Problem to solve:
Locate the string "Item" in the records below. Copy every line where it occurs.

Dataset records:
★ ★ ★ ★
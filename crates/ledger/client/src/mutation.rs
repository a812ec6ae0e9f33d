//! Input validation and bookkeeping of the write path.
//!
//! A form is validated into the contract call it stands for before anything reaches the
//! provider. Validation is limited to presence, the address format and exact conversion of the
//! price into the smallest unit.

use std::fmt;
use std::time::Duration;

use alloy_primitives::U256;
use alloy_sol_types::SolCall;
use ledger_utils::parse::parse_address;
use ledger_utils::units::parse_ether;

use crate::contract::SupplyChain;
use crate::error::ValidationError;

/// The three state-changing operations of the contract.
#[derive(Debug, Clone, Copy, PartialEq, Eq)]
pub enum Mutation {
    CreateProduct,
    RegisterSupplier,
    TransferProduct,
}

impl Mutation {
    /// Status shown while the transaction is being submitted.
    pub fn pending_status(&self) -> &'static str {
        match self {
            Mutation::CreateProduct => "Creating product on blockchain...",
            Mutation::RegisterSupplier => "Registering supplier on blockchain...",
            Mutation::TransferProduct => "Transferring product ownership...",
        }
    }

    pub fn success_status(&self) -> &'static str {
        match self {
            Mutation::CreateProduct => "Product created successfully!",
            Mutation::RegisterSupplier => "Supplier registered successfully!",
            Mutation::TransferProduct => "Product transferred successfully!",
        }
    }

    pub fn failure_status(&self, message: &str) -> String {
        match self {
            Mutation::CreateProduct => format!("Failed to create product: {message}"),
            Mutation::RegisterSupplier => format!("Failed to register supplier: {message}"),
            Mutation::TransferProduct => format!("Transfer failed: {message}"),
        }
    }
}

/// Lifecycle of a single submission.
///
/// `Idle -> Validating -> Submitting -> Confirmed -> ScheduledResync -> Idle`, or
/// `Failed -> Idle` from either of the middle states.
#[derive(Debug, Clone, Copy, Default, PartialEq, Eq)]
pub enum MutationPhase {
    #[default]
    Idle,
    Validating,
    Submitting,
    Confirmed,
    ScheduledResync,
    Failed,
}

impl fmt::Display for MutationPhase {
    fn fmt(&self, f: &mut fmt::Formatter<'_>) -> fmt::Result {
        fmt::Debug::fmt(self, f)
    }
}

/// How long to wait after an accepted mutation before re-reading the collection.
///
/// The delay does not track the transaction, it only gives the node time to settle.
#[derive(Debug, Clone, Copy, PartialEq, Eq)]
pub struct SettlePolicy {
    pub post_mutation_settle_delay: Duration,
}

impl SettlePolicy {
    pub const DEFAULT_SETTLE_DELAY: Duration = Duration::from_millis(2000);

    pub fn new(post_mutation_settle_delay: Duration) -> Self {
        Self { post_mutation_settle_delay }
    }
}

impl Default for SettlePolicy {
    fn default() -> Self {
        Self::new(Self::DEFAULT_SETTLE_DELAY)
    }
}

/// User input for one of the [`Mutation`]s.
pub trait MutationForm {
    type Call: SolCall + Send + Sync;

    const MUTATION: Mutation;

    /// Checks the input and builds the contract call. Never touches the network.
    fn validate(&self) -> Result<Self::Call, ValidationError>;

    /// Resets the form after a successful submission.
    fn clear(&mut self);
}

#[derive(Debug, Clone, Default, PartialEq, Eq)]
pub struct ProductForm {
    pub name: String,
    pub description: String,
    /// Decimal amount in ether, e.g. `"2.0"`.
    pub price: String,
}

impl MutationForm for ProductForm {
    type Call = SupplyChain::createProductCall;

    const MUTATION: Mutation = Mutation::CreateProduct;

    fn validate(&self) -> Result<Self::Call, ValidationError> {
        if self.name.is_empty() || self.description.is_empty() || self.price.is_empty() {
            return Err(ValidationError::IncompleteProduct);
        }

        let price = parse_ether(&self.price)?;

        Ok(SupplyChain::createProductCall {
            name: self.name.clone(),
            description: self.description.clone(),
            price,
        })
    }

    fn clear(&mut self) {
        *self = Self::default();
    }
}

#[derive(Debug, Clone, Default, PartialEq, Eq)]
pub struct SupplierForm {
    pub name: String,
    pub location: String,
    pub contact: String,
}

impl MutationForm for SupplierForm {
    type Call = SupplyChain::registerSupplierCall;

    const MUTATION: Mutation = Mutation::RegisterSupplier;

    fn validate(&self) -> Result<Self::Call, ValidationError> {
        if self.name.is_empty() || self.location.is_empty() || self.contact.is_empty() {
            return Err(ValidationError::IncompleteSupplier);
        }

        Ok(SupplyChain::registerSupplierCall {
            name: self.name.clone(),
            location: self.location.clone(),
            contact: self.contact.clone(),
        })
    }

    fn clear(&mut self) {
        *self = Self::default();
    }
}

#[derive(Debug, Clone, Default, PartialEq, Eq)]
pub struct TransferForm {
    pub product_id: String,
    pub recipient: String,
}

impl MutationForm for TransferForm {
    type Call = SupplyChain::transferProductCall;

    const MUTATION: Mutation = Mutation::TransferProduct;

    fn validate(&self) -> Result<Self::Call, ValidationError> {
        if self.product_id.is_empty() || self.recipient.is_empty() {
            return Err(ValidationError::IncompleteTransfer);
        }

        let to = parse_address(&self.recipient)?;
        let product_id = self
            .product_id
            .parse::<u64>()
            .map_err(|_| ValidationError::InvalidProductId(self.product_id.clone()))?;

        Ok(SupplyChain::transferProductCall { productId: U256::from(product_id), to })
    }

    fn clear(&mut self) {
        *self = Self::default();
    }
}
use anyhow::Result;
use clap::Args;
use ledger_client::config::ClientConfig;
use ledger_client::mutation::TransferForm;
use tracing::trace;

use crate::utils;

#[derive(Debug, Args)]
pub struct TransferProductArgs {
    #[arg(help = "Id of the product to transfer.")]
    pub product_id: String,

    #[arg(help = "Address of the new owner.")]
    pub to: String,
}

impl TransferProductArgs {
    pub async fn run(self, config: &ClientConfig) -> Result<()> {
        trace!(args = ?self);

        let session = utils::connect(config).await?;
        let mut form = TransferForm { product_id: self.product_id, recipient: self.to };

        match session.transfer_product(&mut form).await {
            Ok(outcome) => utils::finish_mutation(&session, outcome).await,
            Err(err) => Err(utils::mutation_error(&session, err)),
        }
    }
}
//! Master-flat output naming (§4.5 step 8, §6): filter and date derivation
//! from filesystem paths, and the fixed `MasterFlat_...` template.

use std::path::{Path, PathBuf};

use chrono::Utc;

use flatcal_meta::format_exposure_trimmed;
use flatcal_scan::{DirectoryJob, ExposureGroup};

use crate::error::Result;

const COMPOUND_FILTERS: &[&str] = &["OIII", "SII", "NII"];
const SINGLE_LETTER_FILTERS: &[char] = &['L', 'R', 'G', 'B', 'S', 'H', 'O'];

/// Looks for a filter token in `filename` (`Ha`, `SII`, `OIII`, `L`, an
/// optional leading `FILTER` label and separator are simply ignored as
/// their own non-matching tokens), falling back to the upper-cased parent
/// directory name when nothing matches.
pub(crate) fn derive_filter(filename: &str, parent_dir_name: &str) -> String {
    let upper = filename.to_ascii_uppercase();
    for token in upper.split(|c: char| !c.is_ascii_alphanumeric()) {
        if token.is_empty() {
            continue;
        }
        if let Some(&compound) = COMPOUND_FILTERS.iter().find(|&&c| c == token) {
            return compound.to_string();
        }
        let mut chars = token.chars();
        if let Some(first) = chars.next() {
            if SINGLE_LETTER_FILTERS.contains(&first) {
                match (chars.next(), chars.next()) {
                    (None, _) => return first.to_string(),
                    (Some('A'), None) => return format!("{first}A"),
                    _ => {}
                }
            }
        }
    }
    parent_dir_name.to_ascii_uppercase()
}

/// Looks for a `20YY-MM-DD` token anywhere in `path`, falling back to
/// today's UTC date.
pub(crate) fn derive_date(path: &Path) -> String {
    let text = path.to_string_lossy();
    find_date_token(&text).unwrap_or_else(|| Utc::now().format("%Y-%m-%d").to_string())
}

fn find_date_token(text: &str) -> Option<String> {
    if text.len() < 10 {
        return None;
    }
    for start in 0..=text.len() - 10 {
        // `text` may contain multi-byte characters; only slice on a
        // boundary, and only where it's worth checking at all.
        if !text.is_char_boundary(start) {
            continue;
        }
        let end = start + 10;
        if !text.is_char_boundary(end) {
            continue;
        }
        let candidate = &text[start..end];
        if is_date_token(candidate) {
            return Some(candidate.to_string());
        }
    }
    None
}

fn is_date_token(s: &str) -> bool {
    let bytes = s.as_bytes();
    bytes.len() == 10
        && &s[0..2] == "20"
        && bytes[2].is_ascii_digit()
        && bytes[3].is_ascii_digit()
        && bytes[4] == b'-'
        && bytes[5].is_ascii_digit()
        && bytes[6].is_ascii_digit()
        && bytes[7] == b'-'
        && bytes[8].is_ascii_digit()
        && bytes[9].is_ascii_digit()
}

/// `MasterFlat_<DATE>_<FILTER_UPPER>_Bin<BINNING>_<EXP_3DP>s.xisf`.
pub(crate) fn master_flat_filename(date: &str, filter: &str, binning: &str, exposure: f64) -> String {
    format!("MasterFlat_{date}_{filter}_Bin{binning}_{}s.xisf", format_exposure_trimmed(exposure))
}

/// Picks the binning label for the output filename: the group's own
/// criteria when the flats carried one, else the matched dark's, else
/// `"1"` — a flat/dark pair with neither header is assumed unbinned.
pub(crate) fn derive_binning_label(group: &ExposureGroup, dark_binning: &Option<String>) -> String {
    group
        .binning()
        .map(str::to_string)
        .or_else(|| dark_binning.clone())
        .unwrap_or_else(|| "1".to_string())
}

/// Builds the full output path for a group's master flat under
/// `job.output_root/job.relative_dir`.
pub(crate) fn build_output_path(job: &DirectoryJob, group: &ExposureGroup, representative_path: &Path, binning: &str) -> Result<PathBuf> {
    let representative_name = representative_path.file_name().and_then(|n| n.to_str()).unwrap_or_default();
    let parent_name = job.source_dir.file_name().and_then(|n| n.to_str()).unwrap_or_default();
    let filter = derive_filter(representative_name, parent_name);
    let date = derive_date(&job.source_dir);
    let filename = master_flat_filename(&date, &filter, binning, group.exposure);
    Ok(job.output_root.join(&job.relative_dir).join(filename))
}
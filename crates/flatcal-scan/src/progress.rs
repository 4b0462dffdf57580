//! Progress events streamed during a scan, single-producer/multi-consumer.
//! The channel is bounded and non-blocking on the send side: a slow or
//! absent consumer never stalls the scan, it just misses events, matching
//! "consumers are expected to be fast or lossy."

use std::collections::HashMap;
use std::path::{Path, PathBuf};
use std::sync::mpsc;

/// Running counts as of one progress event: directories visited so far,
/// files found so far per extension, and the directory just finished.
#[derive(Debug, Clone)]
pub struct ProgressEvent {
    pub dirs_visited: usize,
    pub files_by_extension: HashMap<String, usize>,
    pub current_path: PathBuf,
}

impl ProgressEvent {
    pub fn total_files(&self) -> usize {
        self.files_by_extension.values().sum()
    }
}

/// Send half of the progress channel. `emit` never blocks and never
/// panics on a full or disconnected channel — both are treated as "nobody
/// is listening right now," which is an expected, recoverable state.
#[derive(Clone)]
pub struct ProgressSender(mpsc::SyncSender<ProgressEvent>);

impl ProgressSender {
    pub fn emit(&self, event: ProgressEvent) {
        // `try_send` drops the event on `Full`/`Disconnected` rather than
        // blocking the scan on a lagging or absent consumer.
        let _ = self.0.try_send(event);
    }
}

/// Builds a bounded progress channel. `capacity` controls how many events
/// can queue before `emit` starts dropping them; a small capacity is
/// intentional here since events are frequent and cheaply superseded by
/// the next one.
pub fn channel(capacity: usize) -> (ProgressSender, mpsc::Receiver<ProgressEvent>) {
    let (tx, rx) = mpsc::sync_channel(capacity.max(1));
    (ProgressSender(tx), rx)
}

/// Accumulates running totals across a scan and turns each visited
/// directory into a [`ProgressEvent`].
#[derive(Debug, Default)]
pub(crate) struct ProgressTracker {
    dirs_visited: usize,
    files_by_extension: HashMap<String, usize>,
}

impl ProgressTracker {
    pub(crate) fn record_dir(&mut self, dir: &Path, files: &[PathBuf]) -> ProgressEvent {
        self.dirs_visited += 1;
        for file in files {
            if let Some(ext) = file.extension().and_then(|e| e.to_str()) {
                *self.files_by_extension.entry(ext.to_ascii_lowercase()).or_insert(0) += 1;
            }
        }
        ProgressEvent {
            dirs_visited: self.dirs_visited,
            files_by_extension: self.files_by_extension.clone(),
            current_path: dir.to_path_buf(),
        }
    }
}
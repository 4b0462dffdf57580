//! An insertion-order-preserving keyword map, used for FITS/XISF header
//! key-value pairs. Lookups are case-insensitive on the key (FITS keywords
//! are conventionally upper-case, but some producers are sloppy about it),
//! while the original casing is preserved for round-tripping on write.

#[derive(Debug, Clone, Default, PartialEq)]
pub struct Keywords {
    entries: Vec<(String, String)>,
}

impl Keywords {
    pub fn new() -> Self {
        Self::default()
    }

    pub fn len(&self) -> usize {
        self.entries.len()
    }

    pub fn is_empty(&self) -> bool {
        self.entries.is_empty()
    }

    pub fn get(&self, key: &str) -> Option<&str> {
        self.entries
            .iter()
            .find(|(k, _)| k.eq_ignore_ascii_case(key))
            .map(|(_, v)| v.as_str())
    }

    /// Returns the first non-empty value among `keys`, in order.
    pub fn get_any(&self, keys: &[&str]) -> Option<&str> {
        keys.iter().find_map(|k| {
            self.get(k).and_then(|v| {
                let trimmed = v.trim();
                (!trimmed.is_empty()).then_some(trimmed)
            })
        })
    }

    /// Inserts or replaces a keyword, preserving original position on replace.
    pub fn set(&mut self, key: impl Into<String>, value: impl Into<String>) {
        let key = key.into();
        let value = value.into();
        if let Some(entry) = self
            .entries
            .iter_mut()
            .find(|(k, _)| k.eq_ignore_ascii_case(&key))
        {
            entry.1 = value;
        } else {
            self.entries.push((key, value));
        }
    }

    pub fn remove(&mut self, key: &str) -> Option<String> {
        let idx = self.entries.iter().position(|(k, _)| k.eq_ignore_ascii_case(key))?;
        Some(self.entries.remove(idx).1)
    }

    pub fn iter(&self) -> impl Iterator<Item = (&str, &str)> {
        self.entries.iter().map(|(k, v)| (k.as_str(), v.as_str()))
    }
}

impl FromIterator<(String, String)> for Keywords {
    fn from_iter<I: IntoIterator<Item = (String, String)>>(iter: I) -> Self {
        let mut map = Keywords::new();
        for (k, v) in iter {
            map.set(k, v);
        }
        map
    }
}

#[cfg(test)]
mod tests {
    use super::*;

    #[test]
    fn lookup_is_case_insensitive() {
        let mut kw = Keywords::new();
        kw.set("EXPTIME", "1.500");
        assert_eq!(kw.get("exptime"), Some("1.500"));
    }

    #[test]
    fn set_replaces_in_place() {
        let mut kw = Keywords::new();
        kw.set("A", "1");
        kw.set("B", "2");
        kw.set("A", "3");
        let collected: Vec<_> = kw.iter().collect();
        assert_eq!(collected, vec![("A", "3"), ("B", "2")]);
    }

    #[test]
    fn get_any_skips_blank_values() {
        let mut kw = Keywords::new();
        kw.set("EXPTIME", "   ");
        kw.set("EXPOSURE", "2.0");
        assert_eq!(kw.get_any(&["EXPTIME", "EXPOSURE"]), Some("2.0"));
    }
}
★ ★ ★ ★
Result of the exercise:
    pub fn iter(&self) -> impl Iterator<Item = (&str, &str)> {
    fn from_iter<I: IntoIterator<Item = (String, String)>>(iter: I) -> Self {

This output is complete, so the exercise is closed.